## Material for the task
//! Integration tests for live schema checks: availability probing,
//! strict-mode drift detection, and the required-skill gate.

use agent_forge::config::{SchemaFetch, SchemaFetcher, SkillEntry, ValidationMode, Validator};
use agent_forge::error::PipelineError;
use async_trait::async_trait;
use serde_json::{Value, json};
use std::collections::HashMap;
use std::time::Duration;

/// Fetcher backed by a fixed map of skill id -> fetch result. Skills not in
/// the map are reported unavailable.
struct MapFetcher {
    responses: HashMap<String, SchemaFetch>,
}

impl MapFetcher {
    fn new() -> Self {
        Self {
            responses: HashMap::new(),
        }
    }

    fn available(mut self, id: &str, input: Option<Value>, output: Option<Value>) -> Self {
        self.responses.insert(
            id.to_string(),
            SchemaFetch::Available {
                input_schema: input,
                output_schema: output,
            },
        );
        self
    }
}

#[async_trait]
impl SchemaFetcher for MapFetcher {
    async fn fetch_schema(&self, skill: &SkillEntry) -> SchemaFetch {
        self.responses
            .get(&skill.id)
            .cloned()
            .unwrap_or(SchemaFetch::Unavailable)
    }
}

/// Fetcher that never answers; exercises the per-fetch timeout.
struct StalledFetcher;

#[async_trait]
impl SchemaFetcher for StalledFetcher {
    async fn fetch_schema(&self, _skill: &SkillEntry) -> SchemaFetch {
        tokio::time::sleep(Duration::from_secs(3600)).await;
        SchemaFetch::Unavailable
    }
}

fn weather_schema() -> Value {
    json!({
        "type": "object",
        "properties": {"location": {"type": "string"}},
        "required": ["location"]
    })
}

fn doc_with_cached_schema(optional: bool) -> Value {
    json!({
        "agent_card": {
            "name": "Weather Agent",
            "skills": [{
                "id": "mcp_weather",
                "name": "weather",
                "mcp_config": {"transport": "http", "url": "http://localhost:8000/mcp"},
                "input_schema": weather_schema(),
                "optional": optional
            }]
        }
    })
}

#[tokio::test]
async fn strict_mode_accepts_matching_schema() {
    // Live schema has the same structure with keys in a different order;
    // comparison is key-order-insensitive.
    let live = json!({
        "required": ["location"],
        "properties": {"location": {"type": "string"}},
        "type": "object"
    });
    let fetcher = MapFetcher::new().available("mcp_weather", Some(live), None);

    let (_, warnings) = Validator::new(ValidationMode::Strict)
        .with_fetcher(&fetcher)
        .validate(&doc_with_cached_schema(false))
        .await
        .unwrap();
    assert!(warnings.is_empty());
}

#[tokio::test]
async fn strict_mode_detects_input_schema_drift() {
    // Live schema grew an extra required property.
    let live = json!({
        "type": "object",
        "properties": {
            "location": {"type": "string"},
            "units": {"type": "string"}
        },
        "required": ["location", "units"]
    });
    let fetcher = MapFetcher::new().available("mcp_weather", Some(live.clone()), None);

    let err = Validator::new(ValidationMode::Strict)
        .with_fetcher(&fetcher)
        .validate(&doc_with_cached_schema(false))
        .await
        .unwrap_err();

    match err {
        PipelineError::SchemaDrift {
            skill_id,
            cached,
            live: reported,
        } => {
            assert_eq!(skill_id, "mcp_weather");
            assert_eq!(cached, weather_schema());
            assert_eq!(reported, live);
        }
        other => panic!("unexpected error: {other:?}"),
    }
}

#[tokio::test]
async fn lenient_mode_trusts_cached_schemas() {
    // Identical drift scenario passes in lenient mode.
    let live = json!({"type": "object", "properties": {"different": {"type": "string"}}});
    let fetcher = MapFetcher::new().available("mcp_weather", Some(live), None);

    let result = Validator::new(ValidationMode::Lenient)
        .with_fetcher(&fetcher)
        .validate(&doc_with_cached_schema(false))
        .await;
    assert!(result.is_ok());
}

#[tokio::test]
async fn strict_mode_flags_live_schema_gone_missing() {
    // Cached snapshot present but the live tool no longer reports one.
    let fetcher = MapFetcher::new().available("mcp_weather", None, None);

    let err = Validator::new(ValidationMode::Strict)
        .with_fetcher(&fetcher)
        .validate(&doc_with_cached_schema(false))
        .await
        .unwrap_err();
    match err {
        PipelineError::SchemaDrift { skill_id, live, .. } => {
            assert_eq!(skill_id, "mcp_weather");
            assert_eq!(live, Value::Null);
        }
        other => panic!("unexpected error: {other:?}"),
    }
}

#[tokio::test]
async fn required_skill_unavailable_fails_in_both_modes() {
    let fetcher = MapFetcher::new();

    for mode in [ValidationMode::Lenient, ValidationMode::Strict] {
        let err = Validator::new(mode)
            .with_fetcher(&fetcher)
            .validate(&doc_with_cached_schema(false))
            .await
            .unwrap_err();
        match err {
            PipelineError::RequiredSkillUnavailable(id) => assert_eq!(id, "mcp_weather"),
            other => panic!("unexpected error in {mode:?}: {other:?}"),
        }
    }
}

#[tokio::test]
async fn optional_skill_unavailable_records_warning() {
    let fetcher = MapFetcher::new();

    let (config, warnings) = Validator::new(ValidationMode::Lenient)
        .with_fetcher(&fetcher)
        .validate(&doc_with_cached_schema(true))
        .await
        .unwrap();

    assert_eq!(warnings.len(), 1);
    assert_eq!(warnings[0].skill_id, "mcp_weather");
    // The skill stays in the document; unavailability only downgrades to a warning.
    assert_eq!(config.agent_card.skills.len(), 1);
}

#[tokio::test]
async fn fetch_timeout_treated_as_unavailable() {
    let fetcher = StalledFetcher;

    let err = Validator::new(ValidationMode::Lenient)
        .with_fetcher(&fetcher)
        .with_fetch_timeout(Duration::from_millis(20))
        .validate(&doc_with_cached_schema(false))
        .await
        .unwrap_err();
    assert!(matches!(err, PipelineError::RequiredSkillUnavailable(_)));

    let (_, warnings) = Validator::new(ValidationMode::Lenient)
        .with_fetcher(&fetcher)
        .with_fetch_timeout(Duration::from_millis(20))
        .validate(&doc_with_cached_schema(true))
        .await
        .unwrap();
    assert_eq!(warnings.len(), 1);
}

#[tokio::test]
async fn skill_without_cached_schema_passes_strict() {
    let doc = json!({
        "agent_card": {
            "name": "A",
            "skills": [{
                "id": "mcp_fresh",
                "mcp_config": {"transport": "stdio", "command": "fresh-tool"}
            }]
        }
    });
    let fetcher = MapFetcher::new().available(
        "mcp_fresh",
        Some(json!({"type": "object"})),
        Some(json!({"type": "object"})),
    );

    let result = Validator::new(ValidationMode::Strict)
        .with_fetcher(&fetcher)
        .validate(&doc)
        .await;
    assert!(result.is_ok());
}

## Exercise requirements
Output the entries verbatim.

## Answer to the problem
//! Integration tests for live schema checks: availability probing,
//! strict-mode drift detection, and the required-skill gate.

use agent_forge::config::{SchemaFetch, SchemaFetcher, SkillEntry, ValidationMode, Validator};
use agent_forge::error::PipelineError;
use async_trait::async_trait;
use serde_json::{Value, json};
use std::collections::HashMap;
use std::time::Duration;

/// Fetcher backed by a fixed map of skill id -> fetch result. Skills not in
/// the map are reported unavailable.
struct MapFetcher {
    responses: HashMap<String, SchemaFetch>,
}

impl MapFetcher {
    fn new() -> Self {
        Self {
            responses: HashMap::new(),
        }
    }

    fn available(mut self, id: &str, input: Option<Value>, output: Option<Value>) -> Self {
        self.responses.insert(
            id.to_string(),
            SchemaFetch::Available {
                input_schema: input,
                output_schema: output,
            },
        );
        self
    }
}

#[async_trait]
impl SchemaFetcher for MapFetcher {
    async fn fetch_schema(&self, skill: &SkillEntry) -> SchemaFetch {
        self.responses
            .get(&skill.id)
            .cloned()
            .unwrap_or(SchemaFetch::Unavailable)
    }
}

/// Fetcher that never answers; exercises the per-fetch timeout.
struct StalledFetcher;

#[async_trait]
impl SchemaFetcher for StalledFetcher {
    async fn fetch_schema(&self, _skill: &SkillEntry) -> SchemaFetch {
        tokio::time::sleep(Duration::from_secs(3600)).await;
        SchemaFetch::Unavailable
    }
}

fn weather_schema() -> Value {
    json!({
        "type": "object",
        "properties": {"location": {"type": "string"}},
        "required": ["location"]
    })
}

fn doc_with_cached_schema(optional: bool) -> Value {
    json!({
        "agent_card": {
            "name": "Weather Agent",
            "skills": [{
                "id": "mcp_weather",
                "name": "weather",
                "mcp_config": {"transport": "http", "url": "http://localhost:8000/mcp"},
                "input_schema": weather_schema(),
                "optional": optional
            }]
        }
    })
}

#[tokio::test]
async fn strict_mode_accepts_matching_schema() {
    // Live schema has the same structure with keys in a different order;
    // comparison is key-order-insensitive.
    let live = json!({
        "required": ["location"],
        "properties": {"location": {"type": "string"}},
        "type": "object"
    });
    let fetcher = MapFetcher::new().available("mcp_weather", Some(live), None);

    let (_, warnings) = Validator::new(ValidationMode::Strict)
        .with_fetcher(&fetcher)
        .validate(&doc_with_cached_schema(false))
        .await
        .unwrap();
    assert!(warnings.is_empty());
}

#[tokio::test]
async fn strict_mode_detects_input_schema_drift() {
    // Live schema grew an extra required property.
    let live = json!({
        "type": "object",
        "properties": {
            "location": {"type": "string"},
            "units": {"type": "string"}
        },
        "required": ["location", "units"]
    });
    let fetcher = MapFetcher::new().available("mcp_weather", Some(live.clone()), None);

    let err = Validator::new(ValidationMode::Strict)
        .with_fetcher(&fetcher)
        .validate(&doc_with_cached_schema(false))
        .await
        .unwrap_err();

    match err {
        PipelineError::SchemaDrift {
            skill_id,
            cached,
            live: reported,
        } => {
            assert_eq!(skill_id, "mcp_weather");
            assert_eq!(cached, weather_schema());
            assert_eq!(reported, live);
        }
        other => panic!("unexpected error: {other:?}"),
    }
}

#[tokio::test]
async fn lenient_mode_trusts_cached_schemas() {
    // Identical drift scenario passes in lenient mode.
    let live = json!({"type": "object", "properties": {"different": {"type": "string"}}});
    let fetcher = MapFetcher::new().available("mcp_weather", Some(live), None);

    let result = Validator::new(ValidationMode::Lenient)
        .with_fetcher(&fetcher)
        .validate(&doc_with_cached_schema(false))
        .await;
    assert!(result.is_ok());
}

#[tokio::test]
async fn strict_mode_flags_live_schema_gone_missing() {
    // Cached snapshot present but the live tool no longer reports one.
    let fetcher = MapFetcher::new().available("mcp_weather", None, None);

    let err = Validator::new(ValidationMode::Strict)
        .with_fetcher(&fetcher)
        .validate(&doc_with_cached_schema(false))
        .await
        .unwrap_err();
    match err {
        PipelineError::SchemaDrift { skill_id, live, .. } => {
            assert_eq!(skill_id, "mcp_weather");
            assert_eq!(live, Value::Null);
        }
        other => panic!("unexpected error: {other:?}"),
    }
}

#[tokio::test]
async fn required_skill_unavailable_fails_in_both_modes() {
    let fetcher = MapFetcher::new();

    for mode in [ValidationMode::Lenient, ValidationMode::Strict] {
        let err = Validator::new(mode)
            .with_fetcher(&fetcher)
            .validate(&doc_with_cached_schema(false))
            .await
            .unwrap_err();
        match err {
            PipelineError::RequiredSkillUnavailable(id) => assert_eq!(id, "mcp_weather"),
            other => panic!("unexpected error in {mode:?}: {other:?}"),
        }
    }
}

#[tokio::test]
async fn optional_skill_unavailable_records_warning() {
    let fetcher = MapFetcher::new();

    let (config, warnings) = Validator::new(ValidationMode::Lenient)
        .with_fetcher(&fetcher)
        .validate(&doc_with_cached_schema(true))
        .await
        .unwrap();

    assert_eq!(warnings.len(), 1);
    assert_eq!(warnings[0].skill_id, "mcp_weather");
    // The skill stays in the document; unavailability only downgrades to a warning.
    assert_eq!(config.agent_card.skills.len(), 1);
}

#[tokio::test]
async fn fetch_timeout_treated_as_unavailable() {
    let fetcher = StalledFetcher;

    let err = Validator::new(ValidationMode::Lenient)
        .with_fetcher(&fetcher)
        .with_fetch_timeout(Duration::from_millis(20))
        .validate(&doc_with_cached_schema(false))
        .await
        .unwrap_err();
    assert!(matches!(err, PipelineError::RequiredSkillUnavailable(_)));

    let (_, warnings) = Validator::new(ValidationMode::Lenient)
        .with_fetcher(&fetcher)
        .with_fetch_timeout(Duration::from_millis(20))
        .validate(&doc_with_cached_schema(true))
        .await
        .unwrap();
    assert_eq!(warnings.len(), 1);
}

#[tokio::test]
async fn skill_without_cached_schema_passes_strict() {
    let doc = json!({
        "agent_card": {
            "name": "A",
            "skills": [{
                "id": "mcp_fresh",
                "mcp_config": {"transport": "stdio", "command": "fresh-tool"}
            }]
        }
    });
    let fetcher = MapFetcher::new().available(
        "mcp_fresh",
        Some(json!({"type": "object"})),
        Some(json!({"type": "object"})),
    );

    let result = Validator::new(ValidationMode::Strict)
        .with_fetcher(&fetcher)
        .validate(&doc)
        .await;
    assert!(result.is_ok());
}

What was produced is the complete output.